*What the exercise asks*.
The answer must match the listing exactly, with every line written out again.

*Source material*.
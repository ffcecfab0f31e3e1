//! Per-relay options.

use std::time::Duration;

use crate::defaults::{
    DEFAULT_CONNECT_TIMEOUT_SECS, DEFAULT_IO_TIMEOUT_SECS, DEFAULT_RELAY_BUFFER_SIZE,
    DEFAULT_TCP_NO_DELAY, MAX_RELAY_BUFFER_SIZE, MIN_RELAY_BUFFER_SIZE,
};
use crate::error::RelayError;

/// Everything a relay needs besides the inbound connection itself.
///
/// Immutable for the lifetime of one relay.
#[derive(Debug, Clone, PartialEq, Eq)]
pub struct RelayOptions {
    /// Outbound target in `host:port` form.
    pub remote_addr: String,
    /// Maximum wait for the outbound connection to be established.
    pub connect_timeout: Duration,
    /// Maximum duration of every individual read and write, on both legs.
    pub io_timeout: Duration,
    /// Size of the buffer each direction reuses across iterations.
    pub buffer_size: usize,
    /// Set TCP_NODELAY on the outbound socket.
    pub no_delay: bool,
}

impl RelayOptions {
    pub fn new(remote_addr: impl Into<String>) -> Self {
        Self {
            remote_addr: remote_addr.into(),
            connect_timeout: Duration::from_secs(DEFAULT_CONNECT_TIMEOUT_SECS),
            io_timeout: Duration::from_secs(DEFAULT_IO_TIMEOUT_SECS),
            buffer_size: DEFAULT_RELAY_BUFFER_SIZE,
            no_delay: DEFAULT_TCP_NO_DELAY,
        }
    }

    pub fn connect_timeout(mut self, timeout: Duration) -> Self {
        self.connect_timeout = timeout;
        self
    }

    pub fn io_timeout(mut self, timeout: Duration) -> Self {
        self.io_timeout = timeout;
        self
    }

    pub fn buffer_size(mut self, size: usize) -> Self {
        self.buffer_size = size;
        self
    }

    pub fn no_delay(mut self, no_delay: bool) -> Self {
        self.no_delay = no_delay;
        self
    }

    /// Reject options a relay cannot run with.
    pub fn validate(&self) -> Result<(), RelayError> {
        validate_remote_addr(&self.remote_addr)?;
        if self.connect_timeout.is_zero() {
            return Err(RelayError::InvalidOptions(
                "connect_timeout must be > 0".into(),
            ));
        }
        if self.io_timeout.is_zero() {
            return Err(RelayError::InvalidOptions("io_timeout must be > 0".into()));
        }
        if !(MIN_RELAY_BUFFER_SIZE..=MAX_RELAY_BUFFER_SIZE).contains(&self.buffer_size) {
            return Err(RelayError::InvalidOptions(format!(
                "buffer_size must be {MIN_RELAY_BUFFER_SIZE}..={MAX_RELAY_BUFFER_SIZE}"
            )));
        }
        Ok(())
    }
}

/// Check that `addr` looks like `host:port` with a numeric port.
///
/// Host resolution is left to the dial; IPv6 literals must be bracketed.
pub fn validate_remote_addr(addr: &str) -> Result<(), RelayError> {
    if addr.trim().is_empty() {
        return Err(RelayError::InvalidOptions("remote address is empty".into()));
    }
    if addr.trim() != addr {
        return Err(RelayError::InvalidOptions(format!(
            "remote address '{addr}' has surrounding whitespace"
        )));
    }
    let Some((host, port)) = addr.rsplit_once(':') else {
        return Err(RelayError::InvalidOptions(format!(
            "remote address '{addr}' is missing a port"
        )));
    };
    if host.is_empty() {
        return Err(RelayError::InvalidOptions(format!(
            "remote address '{addr}' is missing a host"
        )));
    }
    if host.contains(':') && !(host.starts_with('[') && host.ends_with(']')) {
        return Err(RelayError::InvalidOptions(format!(
            "remote address '{addr}': IPv6 hosts must be bracketed"
        )));
    }
    match port.parse::<u16>() {
        Ok(0) | Err(_) => Err(RelayError::InvalidOptions(format!(
            "remote address '{addr}' has an invalid port"
        ))),
        Ok(_) => Ok(()),
    }
}
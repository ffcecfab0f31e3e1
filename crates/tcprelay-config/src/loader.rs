//! Configuration file loading and error types.

use std::{fs, path::Path};

use crate::Config;

#[derive(Debug, thiserror::Error)]
pub enum ConfigError {
    #[error("io: {0}")]
    Io(#[from] std::io::Error),
    #[error("json: {0}")]
    Json(#[from] serde_json::Error),
    #[error("yaml: {0}")]
    Yaml(#[from] serde_yaml::Error),
    #[error("toml: {0}")]
    Toml(#[from] toml::de::Error),
    #[error("unsupported config format")]
    UnsupportedFormat,
    #[error("validation: {0}")]
    Validation(String),
}

pub fn load_config(path: impl AsRef<Path>) -> Result<Config, ConfigError> {
    let path = path.as_ref();
    let data = fs::read_to_string(path)?;
    match path.extension().and_then(|s| s.to_str()).unwrap_or("") {
        "json" | "jsonc" => {
            let stripped = json_comments::StripComments::new(data.as_bytes());
            Ok(serde_json::from_reader(stripped)?)
        }
        "yaml" | "yml" => Ok(serde_yaml::from_str(&data)?),
        "toml" => Ok(toml::from_str(&data)?),
        _ => Err(ConfigError::UnsupportedFormat),
    }
}
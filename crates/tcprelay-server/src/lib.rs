//! tcprelay server library.
//!
//! Accepts inbound TCP connections and relays each one to a fixed remote
//! address. Exposed as a library for integration tests and embedding.

pub mod cli;
mod error;
mod server;
mod util;

pub use cli::ServerArgs;
pub use error::ServerError;
pub use server::{TrafficCounters, run, run_with_shutdown};
pub use tokio_util::sync::CancellationToken;
pub use util::{ConnectionGuard, ConnectionTracker, create_listener};
//! Server error types.

use tcprelay_config::ConfigError;
use tcprelay_core::{ERROR_CONFIG, ERROR_IO, RelayError};

/// Server error type.
#[derive(Debug, thiserror::Error)]
pub enum ServerError {
    #[error("io: {0}")]
    Io(#[from] std::io::Error),
    #[error("relay: {0}")]
    Relay(#[from] RelayError),
    #[error("config: {0}")]
    Config(String),
}

impl From<ConfigError> for ServerError {
    fn from(err: ConfigError) -> Self {
        ServerError::Config(err.to_string())
    }
}

impl ServerError {
    /// Get the error type string for logging.
    pub fn error_type(&self) -> &'static str {
        match self {
            ServerError::Io(_) => ERROR_IO,
            ServerError::Relay(err) => err.error_type(),
            ServerError::Config(_) => ERROR_CONFIG,
        }
    }
}
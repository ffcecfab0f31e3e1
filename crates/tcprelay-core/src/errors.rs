//! Error type constants for logging.
//!
//! These constants provide consistent error classification across all crates.

/// Outbound dial failed.
pub const ERROR_CONNECT: &str = "connect";
/// Outbound dial exceeded the connect timeout.
pub const ERROR_CONNECT_TIMEOUT: &str = "connect_timeout";
/// A read exceeded the idle timeout.
pub const ERROR_READ_TIMEOUT: &str = "read_timeout";
/// A read failed.
pub const ERROR_READ: &str = "read";
/// A write exceeded the idle timeout.
pub const ERROR_WRITE_TIMEOUT: &str = "write_timeout";
/// A write failed.
pub const ERROR_WRITE: &str = "write";
/// A forwarder task ended without reporting.
pub const ERROR_ABORTED: &str = "aborted";
/// Relay options or configuration were rejected.
pub const ERROR_CONFIG: &str = "config";
/// Listener-side I/O error.
pub const ERROR_IO: &str = "io";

*Exercise solution*.
repository ffcecfab0f31e3e1
//! Per-relay options.

use std::time::Duration;

use crate::defaults::{
    DEFAULT_CONNECT_TIMEOUT_SECS, DEFAULT_IO_TIMEOUT_SECS, DEFAULT_RELAY_BUFFER_SIZE,
    DEFAULT_TCP_NO_DELAY, MAX_RELAY_BUFFER_SIZE, MIN_RELAY_BUFFER_SIZE,
};
use crate::error::RelayError;

/// Everything a relay needs besides the inbound connection itself.
///
/// Immutable for the lifetime of one relay.
#[derive(Debug, Clone, PartialEq, Eq)]
pub struct RelayOptions {
    /// Outbound target in `host:port` form.
    pub remote_addr: String,
    /// Maximum wait for the outbound connection to be established.
    pub connect_timeout: Duration,
    /// Maximum duration of every individual read and write, on both legs.
    pub io_timeout: Duration,
    /// Size of the buffer each direction reuses across iterations.
    pub buffer_size: usize,
    /// Set TCP_NODELAY on the outbound socket.
    pub no_delay: bool,
}

impl RelayOptions {
    pub fn new(remote_addr: impl Into<String>) -> Self {
        Self {
            remote_addr: remote_addr.into(),
            connect_timeout: Duration::from_secs(DEFAULT_CONNECT_TIMEOUT_SECS),
            io_timeout: Duration::from_secs(DEFAULT_IO_TIMEOUT_SECS),
            buffer_size: DEFAULT_RELAY_BUFFER_SIZE,
            no_delay: DEFAULT_TCP_NO_DELAY,
        }
    }

    pub fn connect_timeout(mut self, timeout: Duration) -> Self {
        self.connect_timeout = timeout;
        self
    }

    pub fn io_timeout(mut self, timeout: Duration) -> Self {
        self.io_timeout = timeout;
        self
    }

    pub fn buffer_size(mut self, size: usize) -> Self {
        self.buffer_size = size;
        self
    }

    pub fn no_delay(mut self, no_delay: bool) -> Self {
        self.no_delay = no_delay;
        self
    }

    /// Reject options a relay cannot run with.
    pub fn validate(&self) -> Result<(), RelayError> {
        validate_remote_addr(&self.remote_addr)?;
        if self.connect_timeout.is_zero() {
            return Err(RelayError::InvalidOptions(
                "connect_timeout must be > 0".into(),
            ));
        }
        if self.io_timeout.is_zero() {
            return Err(RelayError::InvalidOptions("io_timeout must be > 0".into()));
        }
        if !(MIN_RELAY_BUFFER_SIZE..=MAX_RELAY_BUFFER_SIZE).contains(&self.buffer_size) {
            return Err(RelayError::InvalidOptions(format!(
                "buffer_size must be {MIN_RELAY_BUFFER_SIZE}..={MAX_RELAY_BUFFER_SIZE}"
            )));
        }
        Ok(())
    }
}

/// Check that `addr` looks like `host:port` with a numeric port.
///
/// Host resolution is left to the dial; IPv6 literals must be bracketed.
pub fn validate_remote_addr(addr: &str) -> Result<(), RelayError> {
    if addr.trim().is_empty() {
        return Err(RelayError::InvalidOptions("remote address is empty".into()));
    }
    if addr.trim() != addr {
        return Err(RelayError::InvalidOptions(format!(
            "remote address '{addr}' has surrounding whitespace"
        )));
    }
    let Some((host, port)) = addr.rsplit_once(':') else {
        return Err(RelayError::InvalidOptions(format!(
            "remote address '{addr}' is missing a port"
        )));
    };
    if host.is_empty() {
        return Err(RelayError::InvalidOptions(format!(
            "remote address '{addr}' is missing a host"
        )));
    }
    if host.contains(':') && !(host.starts_with('[') && host.ends_with(']')) {
        return Err(RelayError::InvalidOptions(format!(
            "remote address '{addr}': IPv6 hosts must be bracketed"
        )));
    }
    match port.parse::<u16>() {
        Ok(0) | Err(_) => Err(RelayError::InvalidOptions(format!(
            "remote address '{addr}' has an invalid port"
        ))),
        Ok(_) => Ok(()),
    }
}
repository ffcecfab0f31e3e1
filename crates/tcprelay-config/src/loader.rs
//! Configuration file loading and error types.

use std::{fs, path::Path};

use crate::Config;

#[derive(Debug, thiserror::Error)]
pub enum ConfigError {
    #[error("io: {0}")]
    Io(#[from] std::io::Error),
    #[error("json: {0}")]
    Json(#[from] serde_json::Error),
    #[error("yaml: {0}")]
    Yaml(#[from] serde_yaml::Error),
    #[error("toml: {0}")]
    Toml(#[from] toml::de::Error),
    #[error("unsupported config format")]
    UnsupportedFormat,
    #[error("validation: {0}")]
    Validation(String),
}

pub fn load_config(path: impl AsRef<Path>) -> Result<Config, ConfigError> {
    let path = path.as_ref();
    let data = fs::read_to_string(path)?;
    match path.extension().and_then(|s| s.to_str()).unwrap_or("") {
        "json" | "jsonc" => {
            let stripped = json_comments::StripComments::new(data.as_bytes());
            Ok(serde_json::from_reader(stripped)?)
        }
        "yaml" | "yml" => Ok(serde_yaml::from_str(&data)?),
        "toml" => Ok(toml::from_str(&data)?),
        _ => Err(ConfigError::UnsupportedFormat),
    }
}
filename crates/tcprelay-server/src/lib.rs
//! tcprelay server library.
//!
//! Accepts inbound TCP connections and relays each one to a fixed remote
//! address. Exposed as a library for integration tests and embedding.

pub mod cli;
mod error;
mod server;
mod util;

pub use cli::ServerArgs;
pub use error::ServerError;
pub use server::{TrafficCounters, run, run_with_shutdown};
pub use tokio_util::sync::CancellationToken;
pub use util::{ConnectionGuard, ConnectionTracker, create_listener};
//! Server error types.

use tcprelay_config::ConfigError;
use tcprelay_core::{ERROR_CONFIG, ERROR_IO, RelayError};

/// Server error type.
#[derive(Debug, thiserror::Error)]
pub enum ServerError {
    #[error("io: {0}")]
    Io(#[from] std::io::Error),
    #[error("relay: {0}")]
    Relay(#[from] RelayError),
    #[error("config: {0}")]
    Config(String),
}

impl From<ConfigError> for ServerError {
    fn from(err: ConfigError) -> Self {
        ServerError::Config(err.to_string())
    }
}

impl ServerError {
    /// Get the error type string for logging.
    pub fn error_type(&self) -> &'static str {
        match self {
            ServerError::Io(_) => ERROR_IO,
            ServerError::Relay(err) => err.error_type(),
            ServerError::Config(_) => ERROR_CONFIG,
        }
    }
}
repository ffcecfab0f31e3e1
filename crates/tcprelay-core/src/errors.rs
//! Error type constants for logging.
//!
//! These constants provide consistent error classification across all crates.

/// Outbound dial failed.
pub const ERROR_CONNECT: &str = "connect";
/// Outbound dial exceeded the connect timeout.
pub const ERROR_CONNECT_TIMEOUT: &str = "connect_timeout";
/// A read exceeded the idle timeout.
pub const ERROR_READ_TIMEOUT: &str = "read_timeout";
/// A read failed.
pub const ERROR_READ: &str = "read";
/// A write exceeded the idle timeout.
pub const ERROR_WRITE_TIMEOUT: &str = "write_timeout";
/// A write failed.
pub const ERROR_WRITE: &str = "write";
/// A forwarder task ended without reporting.
pub const ERROR_ABORTED: &str = "aborted";
/// Relay options or configuration were rejected.
pub const ERROR_CONFIG: &str = "config";
/// Listener-side I/O error.
pub const ERROR_IO: &str = "io";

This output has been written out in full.